Problem description >> Give each record below again, without a single difference.

Records for this task >>
___
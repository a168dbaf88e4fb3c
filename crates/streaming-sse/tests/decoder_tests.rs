use crate::streaming_sse::{decode_block, EventDecoder, EventKind, RawEventBlock};

#[test]
fn data_only_block_defaults_to_message() {
    let ev = decode_block("data: hello world").expect("event");
    assert_eq!(ev.event_name, "message");
    assert_eq!(ev.data, "hello world");
    assert_eq!(ev.kind(), EventKind::Message);
}

#[test]
fn named_event_is_trimmed() {
    let ev = decode_block("event:   sid  \ndata: abc-123").expect("event");
    assert_eq!(ev.event_name, "sid");
    assert_eq!(ev.kind(), EventKind::SessionId);
    assert_eq!(ev.data, "abc-123");
}

#[test]
fn unknown_event_names_use_the_message_path() {
    let ev = decode_block("event: progress\ndata: 50").expect("event");
    assert_eq!(ev.event_name, "progress");
    assert_eq!(ev.kind(), EventKind::Message);
}

#[test]
fn empty_event_name_falls_back_to_default() {
    let ev = decode_block("event:\ndata: x").expect("event");
    assert_eq!(ev.event_name, "message");
}

#[test]
fn split_payload_reassembles_without_separator() {
    let whole = r#"{"type":"text","content":"Hello there"}"#;
    let split = "data: {\"type\":\"text\",\ndata: \"content\":\"Hello there\"}";
    let a = decode_block(&format!("data: {whole}")).expect("whole");
    let b = decode_block(split).expect("split");
    assert_eq!(a.data, b.data);
    let parsed: serde_json::Value = serde_json::from_str(&b.data).expect("json");
    assert_eq!(parsed["content"], "Hello there");
}

#[test]
fn block_without_data_yields_nothing() {
    assert_eq!(decode_block(""), None);
    assert_eq!(decode_block("event: sid"), None);
    assert_eq!(decode_block(": keep-alive"), None);
}

#[test]
fn unknown_fields_are_ignored() {
    let ev = decode_block("id: 7\nretry: 100\ndata: x\nfoo: bar").expect("event");
    assert_eq!(ev, RawEventBlock::message("x"));
}

#[test]
fn decoder_combines_framing_and_decoding() {
    let mut decoder = EventDecoder::new();
    let first = decoder.push(b"data: one\n\n\n\nevent: sid\nda");
    assert_eq!(first, vec![RawEventBlock::message("one")]);
    let rest = decoder.push(b"ta: s-1\n\n");
    assert_eq!(
        rest,
        vec![RawEventBlock {
            event_name: "sid".into(),
            data: "s-1".into(),
        }]
    );
}

#[test]
fn decoder_skips_empty_blocks() {
    let mut decoder = EventDecoder::new();
    let events = decoder.push(b"\n\n\n\ndata: a\n\n");
    assert_eq!(events, vec![RawEventBlock::message("a")]);
}
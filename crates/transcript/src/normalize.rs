//! Tagged payload parsing shared by the live stream and persisted history.

use crate::types::{MapCard, NormalizedItem, ProductCard};
use serde::de::DeserializeOwned;
use serde::Deserialize;
use serde_json::Value as JsonValue;
use tracing::debug;

/// Reserved payload marking graceful stream completion.
pub const END_SENTINEL: &str = "[END]";

const DEFAULT_BUTTON_LABEL: &str = "Apri";
const DEFAULT_BUTTON_ACTION: &str = "#";

/// Interpretation of one `message` event payload.
#[derive(Debug, Clone, PartialEq, Eq)]
pub enum Payload {
    /// The end sentinel; never reaches the parser.
    End,
    /// Zero or more items to fold into the transcript.
    Items(Vec<NormalizedItem>),
}

/// Wire shape of one tagged object. Unknown tags fail to deserialize and are dropped.
#[derive(Deserialize)]
#[serde(tag = "type", rename_all = "snake_case")]
enum TaggedObject {
    Text {
        #[serde(default)]
        content: JsonValue,
    },
    Button {
        #[serde(default)]
        label: JsonValue,
        #[serde(default)]
        action: JsonValue,
        #[serde(default)]
        class: JsonValue,
    },
    ProductCard {
        #[serde(default)]
        data: JsonValue,
    },
    MapCard {
        #[serde(default)]
        data: JsonValue,
    },
}

impl TaggedObject {
    fn into_item(self) -> Option<NormalizedItem> {
        match self {
            TaggedObject::Text { content } => Some(NormalizedItem::Text {
                content: scalar_to_string(&content, ""),
            }),
            TaggedObject::Button {
                label,
                action,
                class,
            } => {
                let class = scalar_to_string(&class, "");
                Some(NormalizedItem::Button {
                    label: scalar_to_string(&label, DEFAULT_BUTTON_LABEL),
                    action: scalar_to_string(&action, DEFAULT_BUTTON_ACTION),
                    style_class: (!class.is_empty()).then_some(class),
                })
            }
            TaggedObject::ProductCard { data } => {
                card_data::<ProductCard>(data, "product_card")
                    .map(|data| NormalizedItem::ProductCard { data })
            }
            TaggedObject::MapCard { data } => {
                card_data::<MapCard>(data, "map_card").map(|data| NormalizedItem::MapCard { data })
            }
        }
    }
}

/// Nested card data is passed through whenever it is present. Only a missing
/// or null `data` drops the card, as does a `data` that is not an object.
fn card_data<T: DeserializeOwned>(data: JsonValue, tag: &str) -> Option<T> {
    if data.is_null() {
        debug!(target: "chat_stream::normalize", tag, "card without data dropped");
        return None;
    }
    match serde_json::from_value(data) {
        Ok(card) => Some(card),
        Err(err) => {
            debug!(
                target: "chat_stream::normalize",
                tag,
                error = %err,
                "card data is not an object; dropped"
            );
            None
        }
    }
}

fn scalar_to_string(value: &JsonValue, default: &str) -> String {
    match value {
        JsonValue::Null => default.to_string(),
        JsonValue::String(s) => s.clone(),
        other => other.to_string(),
    }
}

/// Map one JSON object to an item; anything unrecognized yields `None`.
pub fn item_from_value(value: JsonValue) -> Option<NormalizedItem> {
    match serde_json::from_value::<TaggedObject>(value) {
        Ok(tagged) => tagged.into_item(),
        Err(err) => {
            debug!(
                target: "chat_stream::normalize",
                error = %err,
                "unrecognized payload object dropped"
            );
            None
        }
    }
}

/// Parse a tagged payload: a single object or an array of objects.
///
/// Returns `None` when the text is not JSON, or is JSON but neither an object
/// nor an array; callers decide the plain-text fallback. Returns `Some` with
/// possibly zero items otherwise.
pub fn parse_tagged(payload: &str) -> Option<Vec<NormalizedItem>> {
    let value: JsonValue = serde_json::from_str(payload).ok()?;
    match value {
        JsonValue::Array(elements) => {
            Some(elements.into_iter().filter_map(item_from_value).collect())
        }
        obj @ JsonValue::Object(_) => Some(item_from_value(obj).into_iter().collect()),
        _ => None,
    }
}

/// Remove every run of newlines from a plain-text payload.
pub fn strip_newlines(text: &str) -> String {
    text.chars().filter(|c| *c != '\n').collect()
}

/// Normalize a live `message` payload.
///
/// Non-JSON payloads become a single text item with newlines removed so the
/// content is never lost.
pub fn normalize(payload: &str) -> Vec<NormalizedItem> {
    match parse_tagged(payload) {
        Some(items) => items,
        None => {
            debug!(
                target: "chat_stream::normalize",
                bytes = payload.len(),
                "non-JSON payload rendered as text"
            );
            vec![NormalizedItem::text(strip_newlines(payload))]
        }
    }
}

/// Classify a live payload, intercepting the end sentinel before any parsing.
pub fn normalize_payload(payload: &str) -> Payload {
    if payload == END_SENTINEL {
        return Payload::End;
    }
    Payload::Items(normalize(payload))
}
___
Answer box >>
repository a168dbaf88e4fb3c
filename crates/streaming-sse/tests/decoder_tests.rs
use crate::streaming_sse::{decode_block, EventDecoder, EventKind, RawEventBlock};

#[test]
fn data_only_block_defaults_to_message() {
    let ev = decode_block("data: hello world").expect("event");
    assert_eq!(ev.event_name, "message");
    assert_eq!(ev.data, "hello world");
    assert_eq!(ev.kind(), EventKind::Message);
}

#[test]
fn named_event_is_trimmed() {
    let ev = decode_block("event:   sid  \ndata: abc-123").expect("event");
    assert_eq!(ev.event_name, "sid");
    assert_eq!(ev.kind(), EventKind::SessionId);
    assert_eq!(ev.data, "abc-123");
}

#[test]
fn unknown_event_names_use_the_message_path() {
    let ev = decode_block("event: progress\ndata: 50").expect("event");
    assert_eq!(ev.event_name, "progress");
    assert_eq!(ev.kind(), EventKind::Message);
}

#[test]
fn empty_event_name_falls_back_to_default() {
    let ev = decode_block("event:\ndata: x").expect("event");
    assert_eq!(ev.event_name, "message");
}

#[test]
fn split_payload_reassembles_without_separator() {
    let whole = r#"{"type":"text","content":"Hello there"}"#;
    let split = "data: {\"type\":\"text\",\ndata: \"content\":\"Hello there\"}";
    let a = decode_block(&format!("data: {whole}")).expect("whole");
    let b = decode_block(split).expect("split");
    assert_eq!(a.data, b.data);
    let parsed: serde_json::Value = serde_json::from_str(&b.data).expect("json");
    assert_eq!(parsed["content"], "Hello there");
}

#[test]
fn block_without_data_yields_nothing() {
    assert_eq!(decode_block(""), None);
    assert_eq!(decode_block("event: sid"), None);
    assert_eq!(decode_block(": keep-alive"), None);
}

#[test]
fn unknown_fields_are_ignored() {
    let ev = decode_block("id: 7\nretry: 100\ndata: x\nfoo: bar").expect("event");
    assert_eq!(ev, RawEventBlock::message("x"));
}

#[test]
fn decoder_combines_framing_and_decoding() {
    let mut decoder = EventDecoder::new();
    let first = decoder.push(b"data: one\n\n\n\nevent: sid\nda");
    assert_eq!(first, vec![RawEventBlock::message("one")]);
    let rest = decoder.push(b"ta: s-1\n\n");
    assert_eq!(
        rest,
        vec![RawEventBlock {
            event_name: "sid".into(),
            data: "s-1".into(),
        }]
    );
}

#[test]
fn decoder_skips_empty_blocks() {
    let mut decoder = EventDecoder::new();
    let events = decoder.push(b"\n\n\n\ndata: a\n\n");
    assert_eq!(events, vec![RawEventBlock::message("a")]);
}
filename crates/transcript/src/normalize.rs
//! Tagged payload parsing shared by the live stream and persisted history.

use crate::types::{MapCard, NormalizedItem, ProductCard};
use serde::de::DeserializeOwned;
use serde::Deserialize;
use serde_json::Value as JsonValue;
use tracing::debug;

/// Reserved payload marking graceful stream completion.
pub const END_SENTINEL: &str = "[END]";

const DEFAULT_BUTTON_LABEL: &str = "Apri";
const DEFAULT_BUTTON_ACTION: &str = "#";

/// Interpretation of one `message` event payload.
#[derive(Debug, Clone, PartialEq, Eq)]
pub enum Payload {
    /// The end sentinel; never reaches the parser.
    End,
    /// Zero or more items to fold into the transcript.
    Items(Vec<NormalizedItem>),
}

/// Wire shape of one tagged object. Unknown tags fail to deserialize and are dropped.
#[derive(Deserialize)]
#[serde(tag = "type", rename_all = "snake_case")]
enum TaggedObject {
    Text {
        #[serde(default)]
        content: JsonValue,
    },
    Button {
        #[serde(default)]
        label: JsonValue,
        #[serde(default)]
        action: JsonValue,
        #[serde(default)]
        class: JsonValue,
    },
    ProductCard {
        #[serde(default)]
        data: JsonValue,
    },
    MapCard {
        #[serde(default)]
        data: JsonValue,
    },
}

impl TaggedObject {
    fn into_item(self) -> Option<NormalizedItem> {
        match self {
            TaggedObject::Text { content } => Some(NormalizedItem::Text {
                content: scalar_to_string(&content, ""),
            }),
            TaggedObject::Button {
                label,
                action,
                class,
            } => {
                let class = scalar_to_string(&class, "");
                Some(NormalizedItem::Button {
                    label: scalar_to_string(&label, DEFAULT_BUTTON_LABEL),
                    action: scalar_to_string(&action, DEFAULT_BUTTON_ACTION),
                    style_class: (!class.is_empty()).then_some(class),
                })
            }
            TaggedObject::ProductCard { data } => {
                card_data::<ProductCard>(data, "product_card")
                    .map(|data| NormalizedItem::ProductCard { data })
            }
            TaggedObject::MapCard { data } => {
                card_data::<MapCard>(data, "map_card").map(|data| NormalizedItem::MapCard { data })
            }
        }
    }
}

/// Nested card data is passed through whenever it is present. Only a missing
/// or null `data` drops the card, as does a `data` that is not an object.
fn card_data<T: DeserializeOwned>(data: JsonValue, tag: &str) -> Option<T> {
    if data.is_null() {
        debug!(target: "chat_stream::normalize", tag, "card without data dropped");
        return None;
    }
    match serde_json::from_value(data) {
        Ok(card) => Some(card),
        Err(err) => {
            debug!(
                target: "chat_stream::normalize",
                tag,
                error = %err,
                "card data is not an object; dropped"
            );
            None
        }
    }
}

fn scalar_to_string(value: &JsonValue, default: &str) -> String {
    match value {
        JsonValue::Null => default.to_string(),
        JsonValue::String(s) => s.clone(),
        other => other.to_string(),
    }
}

/// Map one JSON object to an item; anything unrecognized yields `None`.
pub fn item_from_value(value: JsonValue) -> Option<NormalizedItem> {
    match serde_json::from_value::<TaggedObject>(value) {
        Ok(tagged) => tagged.into_item(),
        Err(err) => {
            debug!(
                target: "chat_stream::normalize",
                error = %err,
                "unrecognized payload object dropped"
            );
            None
        }
    }
}

/// Parse a tagged payload: a single object or an array of objects.
///
/// Returns `None` when the text is not JSON, or is JSON but neither an object
/// nor an array; callers decide the plain-text fallback. Returns `Some` with
/// possibly zero items otherwise.
pub fn parse_tagged(payload: &str) -> Option<Vec<NormalizedItem>> {
    let value: JsonValue = serde_json::from_str(payload).ok()?;
    match value {
        JsonValue::Array(elements) => {
            Some(elements.into_iter().filter_map(item_from_value).collect())
        }
        obj @ JsonValue::Object(_) => Some(item_from_value(obj).into_iter().collect()),
        _ => None,
    }
}

/// Remove every run of newlines from a plain-text payload.
pub fn strip_newlines(text: &str) -> String {
    text.chars().filter(|c| *c != '\n').collect()
}

/// Normalize a live `message` payload.
///
/// Non-JSON payloads become a single text item with newlines removed so the
/// content is never lost.
pub fn normalize(payload: &str) -> Vec<NormalizedItem> {
    match parse_tagged(payload) {
        Some(items) => items,
        None => {
            debug!(
                target: "chat_stream::normalize",
                bytes = payload.len(),
                "non-JSON payload rendered as text"
            );
            vec![NormalizedItem::text(strip_newlines(payload))]
        }
    }
}

/// Classify a live payload, intercepting the end sentinel before any parsing.
pub fn normalize_payload(payload: &str) -> Payload {
    if payload == END_SENTINEL {
        return Payload::End;
    }
    Payload::Items(normalize(payload))
}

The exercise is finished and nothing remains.